Photography: Hufton+Crow. Writer: Jonathan Bell

King Abdullah Petroleum Studies and Research Center
Zaha Hadid Architects
Riyadh, Saudi Arabia
The modular construction allows for future expansion, while covered outdoor circulation areas help mitigate the effects of solar radiation. Perhaps most notably, the building’s musalla (the open space outside a mosque) is the country’s very first prayer space to be designed by a woman.
Photography: Hufton+Crow. Writer: Jonathan Bell

Swartberg House
Openstudio Architects
Karoo Desert, South Africa
Located near the Swartberg mountains on the edge of the Great Karoo desert in South Africa, this four-bedroom home was designed by Openstudio Architects. Built using local materials, the sturdy lodging embraces the diversity of its environment and encourages its inhabitants to exist in harmony alongside nature.
Photography: Richard Davies. Writer: Harriet Thorpe

Swartberg House
Openstudio Architects
Karoo Desert, South Africa
A passive temperature regulating system specified in the brief largely dictated the design.

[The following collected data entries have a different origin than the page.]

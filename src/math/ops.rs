//! Reference kernels over [`Matrix`].
//!
//! Plain loops with no blocking or vectorisation.

use std::ops::{Add, Mul, Sub};

use crate::math::matrix::Matrix;

/// Returns `a` transposed. Empty matrices transpose to the empty matrix.
pub fn transpose(a: &Matrix) -> Matrix {
    let (m, n) = (a.m(), a.n());
    let mut res = Matrix::zeros(n, m);

    for i in 0..n {
        for j in 0..m {
            res.set(i, j, a.value(j, i));
        }
    }

    res
}

/// Matrix product `a · b`.
///
/// # Panics
/// Panics if `a.n() != b.m()`.
pub fn product(a: &Matrix, b: &Matrix) -> Matrix {
    if a.n() != b.m() {
        panic!(
            "Matrices are of incorrect sizes for product: {}x{} · {}x{}",
            a.m(),
            a.n(),
            b.m(),
            b.n()
        )
    }

    let mut res = Matrix::zeros(a.m(), b.n());

    for i in 0..a.m() {
        for j in 0..b.n() {
            let mut sum = 0.0;

            for k in 0..a.n() {
                sum += a.value(i, k) * b.value(k, j);
            }

            res.set(i, j, sum);
        }
    }

    res
}

pub fn add(a: &Matrix, b: &Matrix) -> Matrix {
    a.zip_map(b, |x, y| x + y)
}

/// Adds `s` to every element.
pub fn add_scalar(a: &Matrix, s: f64) -> Matrix {
    a.map(|x| x + s)
}

pub fn subtract(a: &Matrix, b: &Matrix) -> Matrix {
    a.zip_map(b, |x, y| x - y)
}

/// Element-wise (Hadamard) product of two same-shape matrices.
pub fn hadamard(a: &Matrix, b: &Matrix) -> Matrix {
    a.zip_map(b, |x, y| x * y)
}

pub fn scale(a: &Matrix, s: f64) -> Matrix {
    a.map(|x| x * s)
}

pub fn sum(a: &Matrix) -> f64 {
    a.values().iter().sum()
}

/// Arithmetic mean of all elements; the empty matrix has mean `0.0`.
pub fn mean(a: &Matrix) -> f64 {
    if a.is_empty() {
        return 0.0;
    }
    sum(a) / a.size() as f64
}

/// Flat index of the largest element.
///
/// Ties go to the first occurrence and NaN entries never win. The empty
/// matrix, or one holding only NaN, returns `0`.
pub fn largest(a: &Matrix) -> usize {
    let mut best: Option<(usize, f64)> = None;
    for (i, &x) in a.values().iter().enumerate() {
        if x.is_nan() {
            continue;
        }
        if best.map_or(true, |(_, b)| x > b) {
            best = Some((i, x));
        }
    }
    best.map_or(0, |(i, _)| i)
}

impl Add for &Matrix {
    type Output = Matrix;

    fn add(self, rhs: Self) -> Self::Output {
        add(self, rhs)
    }
}

impl Sub for &Matrix {
    type Output = Matrix;

    fn sub(self, rhs: Self) -> Self::Output {
        subtract(self, rhs)
    }
}

impl Mul for &Matrix {
    type Output = Matrix;

    fn mul(self, rhs: Self) -> Self::Output {
        product(self, rhs)
    }
}

#[cfg(test)]
mod tests {
    use super::*;
    use approx::{assert_abs_diff_eq, assert_relative_eq};

    fn m(values: &[f64], n: usize) -> Matrix {
        Matrix::from_vec(values.to_vec(), n)
    }

    const SYMMETRIC: [f64; 9] = [0.1, 0.2, 0.3, 0.4, 0.5, 0.4, 0.3, 0.2, 0.1];
    const BALANCED: [f64; 11] = [-0.5, -0.4, -0.3, -0.2, -0.1, 0.0, 0.1, 0.2, 0.3, 0.4, 0.5];

    #[test]
    fn sum_of_zero_matrices_is_zero() {
        for size in [0, 1, 2, 4] {
            assert_eq!(sum(&Matrix::new(size, size)), 0.0);
        }
    }

    #[test]
    fn sum_ignores_stride() {
        let values = [1.0, 2.0, 3.0, 4.0, 5.0, 6.0];
        for n in [1, 2, 3] {
            assert_eq!(sum(&m(&values, n)), 21.0);
        }
        assert_relative_eq!(sum(&m(&SYMMETRIC, 1)), 2.5, epsilon = 1e-12);
        assert_abs_diff_eq!(sum(&m(&BALANCED, 1)), 0.0, epsilon = 1e-12);
    }

    #[test]
    fn mean_of_empty_and_zero_matrices_is_zero() {
        for size in [0, 1, 2, 4] {
            assert_eq!(mean(&Matrix::new(size, size)), 0.0);
        }
    }

    #[test]
    fn mean_values() {
        assert_eq!(mean(&m(&[1.0], 1)), 1.0);
        assert_relative_eq!(mean(&m(&[1.0, 2.0, 3.0, 4.0, 5.0, 6.0], 3)), 3.5);
        assert_relative_eq!(mean(&m(&SYMMETRIC, 1)), 2.5 / 9.0, epsilon = 1e-12);
        assert_abs_diff_eq!(mean(&m(&BALANCED, 1)), 0.0, epsilon = 1e-12);
    }

    #[test]
    fn largest_returns_first_maximum() {
        assert_eq!(largest(&Matrix::new(0, 0)), 0);
        assert_eq!(largest(&Matrix::new(4, 4)), 0);
        assert_eq!(largest(&m(&[1.0, 2.0, 3.0, 4.0, 5.0, 6.0], 1)), 5);
        assert_eq!(largest(&m(&[1.0, 2.0, 3.0, 4.0, 5.0, 6.0], 2)), 5);
        assert_eq!(largest(&m(&SYMMETRIC, 1)), 4);
        assert_eq!(largest(&m(&BALANCED, 1)), 10);
        assert_eq!(largest(&m(&[0.3, 0.9, 0.9, 0.1], 1)), 1);
    }

    #[test]
    fn largest_ignores_nan() {
        assert_eq!(largest(&m(&[f64::NAN, 1.0, 5.0], 1)), 2);
        assert_eq!(largest(&m(&[2.0, f64::NAN, 1.0], 1)), 0);
        assert_eq!(largest(&m(&[f64::NAN, f64::NAN], 1)), 0);
    }

    #[test]
    fn transpose_square() {
        let a = m(&[1.0, 2.0, 3.0, 4.0, 5.0, 6.0, 7.0, 8.0, 9.0], 3);
        assert_eq!(transpose(&a), m(&[1.0, 4.0, 7.0, 2.0, 5.0, 8.0, 3.0, 6.0, 9.0], 3));
    }

    #[test]
    fn transpose_rectangular() {
        let a = m(&[1.0, 2.0, 3.0, 4.0, 5.0, 6.0], 2);
        let t = transpose(&a);
        assert_eq!(t.m(), 2);
        assert_eq!(t.n(), 3);
        assert_eq!(t.values(), &[1.0, 3.0, 5.0, 2.0, 4.0, 6.0]);

        let column = m(&[1.0, 2.0], 1);
        let row = transpose(&column);
        assert!(row.is_row_vector());
        assert_eq!(row.value(0, 1), 2.0);
    }

    #[test]
    fn transpose_is_an_involution() {
        let shapes = [(0, 0), (1, 1), (1, 5), (5, 1), (3, 4)];
        for (rows, cols) in shapes {
            let values = (0..rows * cols).map(|x| x as f64 * 0.5 - 1.0).collect();
            let a = Matrix::from_vec(values, cols);
            assert_eq!(transpose(&transpose(&a)), a);
        }
    }

    #[test]
    fn product_values() {
        let dot = product(&m(&[1.0, 2.0, 3.0], 3), &m(&[1.0, 2.0, 3.0], 1));
        assert_eq!(dot.size(), 1);
        assert_eq!(dot.value(0, 0), 14.0);

        let outer = product(&m(&[1.0, 2.0, 3.0], 1), &m(&[1.0, 2.0, 3.0], 3));
        assert_eq!(outer.values(), &[1.0, 2.0, 3.0, 2.0, 4.0, 6.0, 3.0, 6.0, 9.0]);

        let square = m(&[1.0, 2.0, 3.0, 4.0], 2);
        assert_eq!(&square * &square, m(&[7.0, 10.0, 15.0, 22.0], 2));
    }

    #[test]
    fn product_is_associative() {
        let a = m(&[0.5, -1.0, 2.0, 0.25, 3.0, -0.75], 3);
        let b = m(&[1.5, 0.1, -2.0, 0.3, 0.7, 1.1], 2);
        let c = m(&[0.2, -0.4, 1.6, 0.9], 2);

        let left = product(&product(&a, &b), &c);
        let right = product(&a, &product(&b, &c));
        for (x, y) in left.values().iter().zip(right.values()) {
            assert_relative_eq!(x, y, epsilon = 1e-12);
        }
    }

    #[test]
    #[should_panic]
    fn product_rejects_incompatible_shapes() {
        product(&Matrix::new(2, 3), &Matrix::new(2, 3));
    }

    #[test]
    fn elementwise_kernels() {
        let a = m(&[1.0, 2.0, 3.0, 4.0, 5.0, 6.0], 2);
        let b = m(&[6.0, 5.0, 4.0, 3.0, 2.0, 1.0], 2);

        assert_eq!(add_scalar(&a, 1.0).values(), &[2.0, 3.0, 4.0, 5.0, 6.0, 7.0]);
        assert_eq!((&a + &b).values(), &[7.0; 6]);
        assert_eq!((&a - &b).values(), &[-5.0, -3.0, -1.0, 1.0, 3.0, 5.0]);
        assert_eq!(hadamard(&a, &b).values(), &[6.0, 10.0, 12.0, 12.0, 10.0, 6.0]);
        assert_eq!(scale(&a, 0.5).values(), &[0.5, 1.0, 1.5, 2.0, 2.5, 3.0]);
    }

    #[test]
    #[should_panic]
    fn hadamard_rejects_mismatched_shapes() {
        hadamard(&Matrix::new(2, 3), &Matrix::new(3, 2));
    }
}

Huge openings with sliding timber shutters were built into the main living spaces, positioned to interact with the sun. The shutters are a shield from heat in the summer and a sun-trap in the winter, warming up the dense brick floors. Maintaining the traditional styles of the area, Openstudio employed local builders and used techniques typical of Karoo architecture, including brick-on-edge floors, roughcast lime-washed plaster walls and the outdoor dry stone wall which encloses the pool.
Photography: Richard Davies. Writer: Harriet Thorpe

King Abdulaziz Center for World Culture
Snøhetta
Gharb Al Dhahran, Az Zahran, Saudi Arabia
Rising up from the eastern deserts of Saudi Arabia like an ancient rock formation, the King Abdulaziz Center for World Culture is an ambitious piece of place-making. Nearly a decade in creation, this vast complex was designed by Norwegian firm Snøhetta to serve as a crossroads for many cultures, a geological form rendered in concrete and stainless steel.
Photography: courtesy of Snøhetta. Writer: Jonathan Bell

King Abdulaziz Center for World Culture
Snøhetta
Gharb Al Dhahran, Az Zahran, Saudi Arabia
The centre is broken up into five ‘pebbles’, smooth, shiny objects that glisten in the sun and appear mysterious and monumental on the horizon. A 98m tower is the dominant heart of the composition, with a smaller ‘keystone’ to one side and three lower, sleeker structures rising up out of the desert. Most visible of all is the facade’s ‘veil’, made up of approximately 360km of thin stainless steel pipe wrapped around the centre’s superstructure, and set above a Kalzip metal skin.